Antimicrobial resistance (AMR) occurs when micro-organisms (such as bacteria) adapt over time and no longer respond to antimicrobials. When micro-organisms become resistant to antimicrobials, infections become more difficult and more expensive to treat. AMR presents a significant threat to public health globally, as it is associated with substantial levels of mortality and morbidity. The financial cost of treating resistant infections places a significant burden on society, as patients infected with drug-resistant micro-organisms are more likely to remain in hospital for a longer period of time, to have poorer outcomes and to be unable to work.
The Evidence for Policy Team was established within the Health Technology Assessment (HTA) Directorate of the Health Information and Quality Authority (HIQA) in 2018 following a request from the National Patient Safety Office (NPSO) in the Department of Health. The Evidence for Policy Team is responsible for implementing evidence synthesis programmes to deliver high-quality evidence to support the development of policy by the Department of Health.

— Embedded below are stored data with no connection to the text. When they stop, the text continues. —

//! Track profiles: a named track reduced to distance/elevation/slope arrays.

use std::fs::File;
use std::io::{BufReader, Read};
use std::path::Path;

use log::info;
use serde::{Deserialize, Serialize};

use crate::error::{ProfileError, Result};
use crate::geo_utils::cumulative_distance_km;
use crate::segments::{self, SlopeSegment};
use crate::slope::calculate_slope;
use crate::ProfileConfig;

/// Elevation profile of one recorded track.
///
/// `distance` is cumulative kilometers from the start (first value 0,
/// non-decreasing), `elevation` is meters, `slope` is the per-sample percent
/// grade. All three arrays have equal length.
#[derive(Debug, Clone, PartialEq, Serialize, Deserialize)]
pub struct TrackProfile {
    pub name: String,
    pub distance: Vec<f64>,
    pub elevation: Vec<f64>,
    pub slope: Vec<f64>,
}

impl TrackProfile {
    /// Build a profile from raw coordinates, in degrees, and elevations in
    /// meters.
    pub fn from_coordinates(
        name: &str,
        latitude: &[f64],
        longitude: &[f64],
        elevation: &[f64],
    ) -> Result<Self> {
        if latitude.len() != longitude.len() {
            return Err(ProfileError::TrackReadFailed {
                message: format!(
                    "latitude has {} samples but longitude has {}",
                    latitude.len(),
                    longitude.len()
                ),
            });
        }

        let distance = cumulative_distance_km(latitude, longitude);
        segments::check_track(&distance, elevation)?;
        let slope = calculate_slope(&distance, elevation);

        Ok(TrackProfile {
            name: name.to_string(),
            distance,
            elevation: elevation.to_vec(),
            slope,
        })
    }

    /// Read a profile from GPX data.
    ///
    /// All track segments of all tracks are flattened into one sample
    /// sequence. Every point must carry an elevation.
    pub fn from_gpx_reader<R: Read>(name: &str, reader: R) -> Result<Self> {
        let gpx = gpx::read(reader).map_err(|e| ProfileError::TrackReadFailed {
            message: e.to_string(),
        })?;

        let mut latitude = Vec::new();
        let mut longitude = Vec::new();
        let mut elevation = Vec::new();

        for track in &gpx.tracks {
            for segment in &track.segments {
                for point in &segment.points {
                    let ele = point.elevation.ok_or_else(|| ProfileError::TrackReadFailed {
                        message: format!(
                            "track point {} has no elevation",
                            latitude.len()
                        ),
                    })?;
                    latitude.push(point.point().y());
                    longitude.push(point.point().x());
                    elevation.push(ele);
                }
            }
        }

        let profile = Self::from_coordinates(name, &latitude, &longitude, &elevation)?;
        info!(
            "[Profile] loaded '{}': {} samples over {:.1} km",
            profile.name,
            profile.distance.len(),
            profile.max_distance()
        );
        Ok(profile)
    }

    /// Read a profile from a GPX file; the file stem becomes the name.
    pub fn from_gpx_file<P: AsRef<Path>>(path: P) -> Result<Self> {
        let path = path.as_ref();
        let name = path
            .file_stem()
            .map(|s| s.to_string_lossy().into_owned())
            .unwrap_or_else(|| path.display().to_string());
        let file = File::open(path).map_err(|e| ProfileError::TrackReadFailed {
            message: format!("{}: {}", path.display(), e),
        })?;
        Self::from_gpx_reader(&name, BufReader::new(file))
    }

    /// Total distance of the track in kilometers.
    pub fn max_distance(&self) -> f64 {
        self.distance.iter().cloned().fold(0.0, f64::max)
    }

    /// Highest elevation of the track in meters.
    pub fn max_elevation(&self) -> f64 {
        self.elevation.iter().cloned().fold(f64::MIN, f64::max)
    }

    /// Elevation of the first sample at or beyond `target_km`, falling back
    /// to the last sample when the target lies past the end of the track.
    ///
    /// Used to anchor waypoint markers on the profile.
    pub fn closest_elevation(&self, target_km: f64) -> f64 {
        self.distance
            .iter()
            .position(|&d| d >= target_km)
            .map(|i| self.elevation[i])
            .unwrap_or_else(|| *self.elevation.last().unwrap_or(&0.0))
    }

    /// Raw (unmerged) slope segments of the profile.
    pub fn raw_segments(&self) -> Result<Vec<SlopeSegment>> {
        segments::all_slope_segments(&self.distance, &self.elevation)
    }

    /// Slope segments with short interruptions merged away.
    pub fn merged_segments(&self, merge_threshold: f64) -> Result<Vec<SlopeSegment>> {
        segments::merged_slope_segments(&self.distance, &self.elevation, merge_threshold)
    }

    /// Climbs of the profile: merged positive segments above the report
    /// threshold.
    pub fn climbs(&self, config: &ProfileConfig) -> Result<Vec<SlopeSegment>> {
        segments::climb_segments(&self.distance, &self.elevation, config)
    }
}
//! # Climb Profile
//!
//! Elevation profile analysis and climb segment extraction for GPS tracks.
//!
//! This library provides:
//! - GPX track loading into distance/elevation/slope arrays
//! - Slope segment extraction with noise merging
//! - Climb selection and presentation helpers (palette, waypoints)
//!
//! ## Quick Start
//!
//! ```rust
//! use climb_profile::{climb_segments, ProfileConfig};
//!
//! let distance = vec![0.0, 1.0, 2.5, 3.0, 4.0, 5.0, 6.5, 7.0, 7.5, 9.0];
//! let elevation = vec![0.0, 100.0, 120.0, 120.0, 70.0, 40.0, 45.0, 44.0, 55.0, 60.0];
//!
//! let climbs = climb_segments(&distance, &elevation, &ProfileConfig::default()).unwrap();
//! assert_eq!(climbs.len(), 2);
//! for climb in &climbs {
//!     println!("{:.1} km at {:.1}%", climb.size(), climb.mean_slope());
//! }
//! ```
//!
//! The pipeline is `calculate_slope` → `classify_signs` →
//! `all_slope_segments` → `merge_segments` → `select_segments`; the
//! high-level entry points above run it end to end. Each call owns its input
//! arrays and segment list, so independent calls are safe from any number of
//! threads.

// Unified error handling
pub mod error;
pub use error::{ProfileError, Result};

// Geographic utilities (great-circle distance accumulation)
pub mod geo_utils;

// Per-sample slope and sign classification
pub mod slope;
pub use slope::{calculate_slope, classify_signs, slope_between_points, SlopeSign};

// Segment extraction, merging and filtering
pub mod segments;
pub use segments::{
    all_slope_segments, climb_segments, merge_pair, merge_segments, merged_slope_segments,
    segments_to_json, select_segments, SegmentSummary, SlopeSegment,
};

// Track profiles (GPX loading)
pub mod profile;
pub use profile::TrackProfile;

// Remarkable points (waypoint annotations)
pub mod points;
pub use points::{read_remarkable_points, PointKind, RemarkablePoint};

// Presentation palette
pub mod palette;

/// Thresholds for segment merging and climb selection.
#[derive(Debug, Clone, PartialEq)]
pub struct ProfileConfig {
    /// Minimum segment size in kilometers; shorter segments interrupting a
    /// climb or descent are folded into it. Default: 0.9
    pub merge_threshold: f64,

    /// Minimum size in kilometers for a segment to be reported as a climb.
    /// Default: 0.9
    pub report_threshold: f64,
}

impl Default for ProfileConfig {
    fn default() -> Self {
        Self {
            merge_threshold: 0.9,
            report_threshold: 0.9,
        }
    }
}

impl ProfileConfig {
    /// Check that both thresholds are positive.
    pub fn validate(&self) -> Result<()> {
        if !(self.merge_threshold > 0.0) {
            return Err(ProfileError::InvalidThreshold {
                value: self.merge_threshold,
            });
        }
        if !(self.report_threshold > 0.0) {
            return Err(ProfileError::InvalidThreshold {
                value: self.report_threshold,
            });
        }
        Ok(())
    }
}

#[cfg(test)]
mod tests {
    use super::*;

    #[test]
    fn test_default_config_is_valid() {
        assert!(ProfileConfig::default().validate().is_ok());
    }

    #[test]
    fn test_config_rejects_bad_thresholds() {
        let config = ProfileConfig {
            merge_threshold: 0.0,
            ..Default::default()
        };
        assert!(matches!(
            config.validate(),
            Err(ProfileError::InvalidThreshold { value }) if value == 0.0
        ));

        let config = ProfileConfig {
            report_threshold: -2.0,
            ..Default::default()
        };
        assert!(config.validate().is_err());
    }

    #[test]
    fn test_end_to_end_pipeline() {
        let distance = vec![0.0, 1.0, 2.5, 3.0, 4.0, 4.5, 5.0, 6.5, 7.0, 7.5, 9.0];
        let elevation = vec![0.0, 100.0, 120.0, 120.0, 70.0, 75.0, 40.0, 45.0, 44.0, 55.0, 60.0];

        let climbs = climb_segments(&distance, &elevation, &ProfileConfig::default()).unwrap();
        assert_eq!(climbs.len(), 2);
        assert_eq!(climbs[0].size(), 2.5);
        assert!((climbs[0].mean_slope() - 4.8).abs() < 0.01);
        assert_eq!(climbs[1].size(), 4.0);

        let json = segments_to_json(&climbs);
        assert!(json.contains("Positive"));
    }

    #[test]
    fn test_climb_segments_rejects_bad_config() {
        let config = ProfileConfig {
            merge_threshold: -1.0,
            ..Default::default()
        };
        let result = climb_segments(&[0.0, 1.0], &[0.0, 10.0], &config);
        assert!(matches!(result, Err(ProfileError::InvalidThreshold { .. })));
    }
}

This research was part-funded through an extension of the grant agreement by the Health Research Board (HRB) for the HRB-Collaboration in Ireland for Clinical Effectiveness Reviews (HRB-CICER 2016-1871).
The purpose of this study was to estimate the current costs associated with select antimicrobial-resistant bacteria of public health concern in the public acute hospital setting in Ireland. The study was undertaken to inform understanding of the economic costs associated with AMR in Ireland and the development of the second National Action Plan on AMR (2021 – 2025), iNAP 2.